» **Description of the task**: Output the data below line for line, exactly, up to and including the line where "pub async fn health(State(state): State<HealthState>)" appears.
START Dataset content
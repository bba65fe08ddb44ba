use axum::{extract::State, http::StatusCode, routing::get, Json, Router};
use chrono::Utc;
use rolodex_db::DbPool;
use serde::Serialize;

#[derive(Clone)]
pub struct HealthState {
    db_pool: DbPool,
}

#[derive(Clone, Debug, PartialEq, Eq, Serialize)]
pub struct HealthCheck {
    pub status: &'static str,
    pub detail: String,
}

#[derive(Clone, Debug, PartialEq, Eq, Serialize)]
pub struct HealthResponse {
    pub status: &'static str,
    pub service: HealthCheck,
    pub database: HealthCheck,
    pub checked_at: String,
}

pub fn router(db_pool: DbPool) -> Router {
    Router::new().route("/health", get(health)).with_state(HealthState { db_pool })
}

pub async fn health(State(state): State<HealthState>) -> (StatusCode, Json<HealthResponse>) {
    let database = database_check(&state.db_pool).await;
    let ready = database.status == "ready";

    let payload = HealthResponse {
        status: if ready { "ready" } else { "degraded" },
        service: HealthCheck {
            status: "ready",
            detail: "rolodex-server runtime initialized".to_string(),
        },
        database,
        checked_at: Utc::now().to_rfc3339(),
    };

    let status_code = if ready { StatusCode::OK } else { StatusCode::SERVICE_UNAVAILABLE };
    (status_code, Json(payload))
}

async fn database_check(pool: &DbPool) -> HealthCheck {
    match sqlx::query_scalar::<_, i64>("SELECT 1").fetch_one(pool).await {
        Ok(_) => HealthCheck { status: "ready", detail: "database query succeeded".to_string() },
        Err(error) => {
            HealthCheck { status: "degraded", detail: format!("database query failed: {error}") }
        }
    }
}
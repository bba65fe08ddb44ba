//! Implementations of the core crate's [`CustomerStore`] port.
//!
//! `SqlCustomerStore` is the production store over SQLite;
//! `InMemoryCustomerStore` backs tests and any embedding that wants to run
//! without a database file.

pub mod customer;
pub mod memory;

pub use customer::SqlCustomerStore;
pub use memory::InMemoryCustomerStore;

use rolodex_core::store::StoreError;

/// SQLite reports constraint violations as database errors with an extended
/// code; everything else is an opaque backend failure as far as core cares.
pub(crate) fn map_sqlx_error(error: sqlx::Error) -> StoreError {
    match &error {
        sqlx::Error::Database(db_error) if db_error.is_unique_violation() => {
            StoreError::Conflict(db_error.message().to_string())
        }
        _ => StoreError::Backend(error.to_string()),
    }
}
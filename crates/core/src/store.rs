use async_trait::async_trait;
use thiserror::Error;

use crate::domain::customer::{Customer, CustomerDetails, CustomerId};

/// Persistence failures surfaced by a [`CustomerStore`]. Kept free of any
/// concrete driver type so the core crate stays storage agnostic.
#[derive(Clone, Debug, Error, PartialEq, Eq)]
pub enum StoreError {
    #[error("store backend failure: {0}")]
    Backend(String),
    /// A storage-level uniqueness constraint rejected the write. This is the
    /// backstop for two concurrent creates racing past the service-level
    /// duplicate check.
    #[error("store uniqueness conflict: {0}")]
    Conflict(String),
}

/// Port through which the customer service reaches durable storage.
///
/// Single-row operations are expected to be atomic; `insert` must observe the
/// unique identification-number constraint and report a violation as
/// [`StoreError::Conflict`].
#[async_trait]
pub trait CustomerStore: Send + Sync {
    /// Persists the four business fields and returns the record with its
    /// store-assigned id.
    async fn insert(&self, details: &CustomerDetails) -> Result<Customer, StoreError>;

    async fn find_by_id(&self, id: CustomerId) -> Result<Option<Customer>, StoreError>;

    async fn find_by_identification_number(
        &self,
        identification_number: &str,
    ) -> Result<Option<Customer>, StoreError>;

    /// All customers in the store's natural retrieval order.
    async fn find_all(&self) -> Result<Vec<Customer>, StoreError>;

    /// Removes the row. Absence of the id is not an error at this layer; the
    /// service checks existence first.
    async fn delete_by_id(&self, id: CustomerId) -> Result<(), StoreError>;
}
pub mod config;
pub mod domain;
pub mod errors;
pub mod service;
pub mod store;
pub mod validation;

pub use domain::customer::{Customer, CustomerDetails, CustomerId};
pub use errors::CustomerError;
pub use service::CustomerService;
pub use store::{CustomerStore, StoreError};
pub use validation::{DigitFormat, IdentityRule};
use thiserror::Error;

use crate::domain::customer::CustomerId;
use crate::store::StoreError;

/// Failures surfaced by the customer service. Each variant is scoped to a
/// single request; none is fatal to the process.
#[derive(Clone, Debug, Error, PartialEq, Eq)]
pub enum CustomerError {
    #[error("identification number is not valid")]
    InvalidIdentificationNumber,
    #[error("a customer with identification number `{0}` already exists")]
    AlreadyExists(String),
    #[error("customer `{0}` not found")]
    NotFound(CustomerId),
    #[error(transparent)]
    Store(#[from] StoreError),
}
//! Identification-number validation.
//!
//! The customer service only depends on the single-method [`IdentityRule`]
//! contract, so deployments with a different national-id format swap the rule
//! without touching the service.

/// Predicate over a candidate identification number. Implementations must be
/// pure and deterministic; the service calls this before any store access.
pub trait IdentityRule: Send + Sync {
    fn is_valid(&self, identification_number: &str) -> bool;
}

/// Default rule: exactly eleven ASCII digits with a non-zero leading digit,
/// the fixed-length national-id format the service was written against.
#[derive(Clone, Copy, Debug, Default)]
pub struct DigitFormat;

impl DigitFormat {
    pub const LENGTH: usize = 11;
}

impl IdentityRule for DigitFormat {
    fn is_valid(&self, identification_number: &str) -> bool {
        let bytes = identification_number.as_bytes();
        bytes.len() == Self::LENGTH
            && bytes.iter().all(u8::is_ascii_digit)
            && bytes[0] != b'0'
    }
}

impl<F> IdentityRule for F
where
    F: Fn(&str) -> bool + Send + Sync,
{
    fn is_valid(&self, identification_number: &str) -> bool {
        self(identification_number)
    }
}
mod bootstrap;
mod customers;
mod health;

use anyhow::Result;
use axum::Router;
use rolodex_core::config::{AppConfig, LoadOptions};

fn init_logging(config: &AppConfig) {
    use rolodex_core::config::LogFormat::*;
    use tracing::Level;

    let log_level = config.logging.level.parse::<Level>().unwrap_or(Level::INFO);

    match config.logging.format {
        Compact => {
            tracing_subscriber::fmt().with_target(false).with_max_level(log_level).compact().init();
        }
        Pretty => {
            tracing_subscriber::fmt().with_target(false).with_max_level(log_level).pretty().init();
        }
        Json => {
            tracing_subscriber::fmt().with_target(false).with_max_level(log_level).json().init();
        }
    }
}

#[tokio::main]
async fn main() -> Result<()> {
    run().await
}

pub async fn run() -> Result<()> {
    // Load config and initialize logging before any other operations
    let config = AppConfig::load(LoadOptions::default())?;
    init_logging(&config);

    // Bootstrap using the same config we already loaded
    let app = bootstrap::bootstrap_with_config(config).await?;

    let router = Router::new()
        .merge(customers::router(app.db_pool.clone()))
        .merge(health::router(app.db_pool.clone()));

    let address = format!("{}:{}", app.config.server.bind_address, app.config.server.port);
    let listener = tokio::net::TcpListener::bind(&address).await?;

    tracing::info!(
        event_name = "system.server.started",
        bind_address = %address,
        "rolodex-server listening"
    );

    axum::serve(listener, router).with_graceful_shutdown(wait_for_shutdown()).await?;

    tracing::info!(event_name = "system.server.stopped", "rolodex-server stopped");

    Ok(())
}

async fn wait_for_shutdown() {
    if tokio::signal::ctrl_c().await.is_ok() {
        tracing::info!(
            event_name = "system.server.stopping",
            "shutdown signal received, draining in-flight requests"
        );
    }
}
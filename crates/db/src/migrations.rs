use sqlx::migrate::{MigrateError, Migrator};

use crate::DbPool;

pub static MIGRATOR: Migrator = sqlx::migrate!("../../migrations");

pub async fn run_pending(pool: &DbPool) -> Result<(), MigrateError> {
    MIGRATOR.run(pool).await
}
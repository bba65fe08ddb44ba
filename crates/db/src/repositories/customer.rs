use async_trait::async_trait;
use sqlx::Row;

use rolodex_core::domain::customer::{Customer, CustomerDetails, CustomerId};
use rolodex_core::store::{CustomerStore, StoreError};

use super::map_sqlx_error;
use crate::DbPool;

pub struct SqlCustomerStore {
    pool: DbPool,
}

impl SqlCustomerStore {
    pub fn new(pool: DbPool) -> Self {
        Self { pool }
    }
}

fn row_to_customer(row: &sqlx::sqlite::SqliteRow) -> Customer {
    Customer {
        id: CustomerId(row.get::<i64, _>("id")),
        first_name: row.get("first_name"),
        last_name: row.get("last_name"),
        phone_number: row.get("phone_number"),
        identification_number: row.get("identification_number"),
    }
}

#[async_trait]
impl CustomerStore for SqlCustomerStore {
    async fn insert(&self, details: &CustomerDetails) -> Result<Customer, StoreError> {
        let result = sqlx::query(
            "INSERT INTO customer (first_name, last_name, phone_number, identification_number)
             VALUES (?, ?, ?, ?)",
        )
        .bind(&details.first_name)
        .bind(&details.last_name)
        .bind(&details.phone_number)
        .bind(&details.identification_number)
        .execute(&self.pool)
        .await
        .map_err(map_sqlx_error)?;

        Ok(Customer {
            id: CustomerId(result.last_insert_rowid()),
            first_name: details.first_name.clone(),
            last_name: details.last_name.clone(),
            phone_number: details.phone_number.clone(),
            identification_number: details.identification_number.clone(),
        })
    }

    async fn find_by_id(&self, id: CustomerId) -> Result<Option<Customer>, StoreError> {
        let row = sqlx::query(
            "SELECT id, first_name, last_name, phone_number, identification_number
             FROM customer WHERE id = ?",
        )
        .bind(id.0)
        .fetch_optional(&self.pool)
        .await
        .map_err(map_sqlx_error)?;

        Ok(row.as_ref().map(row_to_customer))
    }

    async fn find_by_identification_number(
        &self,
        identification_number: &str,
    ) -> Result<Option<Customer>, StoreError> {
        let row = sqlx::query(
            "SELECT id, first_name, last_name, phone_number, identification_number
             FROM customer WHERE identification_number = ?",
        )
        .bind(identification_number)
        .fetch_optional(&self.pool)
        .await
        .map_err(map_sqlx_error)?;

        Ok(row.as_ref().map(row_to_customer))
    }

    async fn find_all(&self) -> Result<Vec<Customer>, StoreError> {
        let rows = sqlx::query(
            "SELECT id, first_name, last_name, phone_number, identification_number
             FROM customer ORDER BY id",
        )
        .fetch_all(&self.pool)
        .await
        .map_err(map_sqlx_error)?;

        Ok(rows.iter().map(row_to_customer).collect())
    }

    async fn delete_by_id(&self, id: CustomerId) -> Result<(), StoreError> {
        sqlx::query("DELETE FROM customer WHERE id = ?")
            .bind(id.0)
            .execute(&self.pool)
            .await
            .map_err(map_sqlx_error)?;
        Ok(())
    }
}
END Dataset content
» **Answer below**:
repository bba65fe08ddb44ba
use axum::{extract::State, http::StatusCode, routing::get, Json, Router};
use chrono::Utc;
use rolodex_db::DbPool;
use serde::Serialize;

#[derive(Clone)]
pub struct HealthState {
    db_pool: DbPool,
}

#[derive(Clone, Debug, PartialEq, Eq, Serialize)]
pub struct HealthCheck {
    pub status: &'static str,
    pub detail: String,
}

#[derive(Clone, Debug, PartialEq, Eq, Serialize)]
pub struct HealthResponse {
    pub status: &'static str,
    pub service: HealthCheck,
    pub database: HealthCheck,
    pub checked_at: String,
}

pub fn router(db_pool: DbPool) -> Router {
    Router::new().route("/health", get(health)).with_state(HealthState { db_pool })
}

pub async fn health(State(state): State<HealthState>) -> (StatusCode, Json<HealthResponse>) {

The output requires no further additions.